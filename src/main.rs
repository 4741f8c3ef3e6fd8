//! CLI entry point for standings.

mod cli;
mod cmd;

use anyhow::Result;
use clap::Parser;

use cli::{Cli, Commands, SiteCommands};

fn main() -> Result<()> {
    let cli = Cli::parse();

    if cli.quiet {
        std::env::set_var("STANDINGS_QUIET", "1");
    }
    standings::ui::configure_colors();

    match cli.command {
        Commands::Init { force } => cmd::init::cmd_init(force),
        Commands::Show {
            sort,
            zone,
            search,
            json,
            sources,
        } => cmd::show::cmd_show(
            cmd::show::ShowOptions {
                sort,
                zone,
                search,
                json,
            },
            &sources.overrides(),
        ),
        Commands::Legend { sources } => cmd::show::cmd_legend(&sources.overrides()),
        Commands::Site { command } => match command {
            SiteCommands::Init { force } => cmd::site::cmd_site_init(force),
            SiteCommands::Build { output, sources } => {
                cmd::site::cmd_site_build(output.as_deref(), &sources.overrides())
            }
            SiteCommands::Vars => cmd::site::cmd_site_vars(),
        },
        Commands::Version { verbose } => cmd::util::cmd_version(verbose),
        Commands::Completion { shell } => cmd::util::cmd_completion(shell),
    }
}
________________
Above are the records. Copy every line in them holding "output".

            SiteCommands::Build { output, sources } => {
                cmd::site::cmd_site_build(output.as_deref(), &sources.overrides())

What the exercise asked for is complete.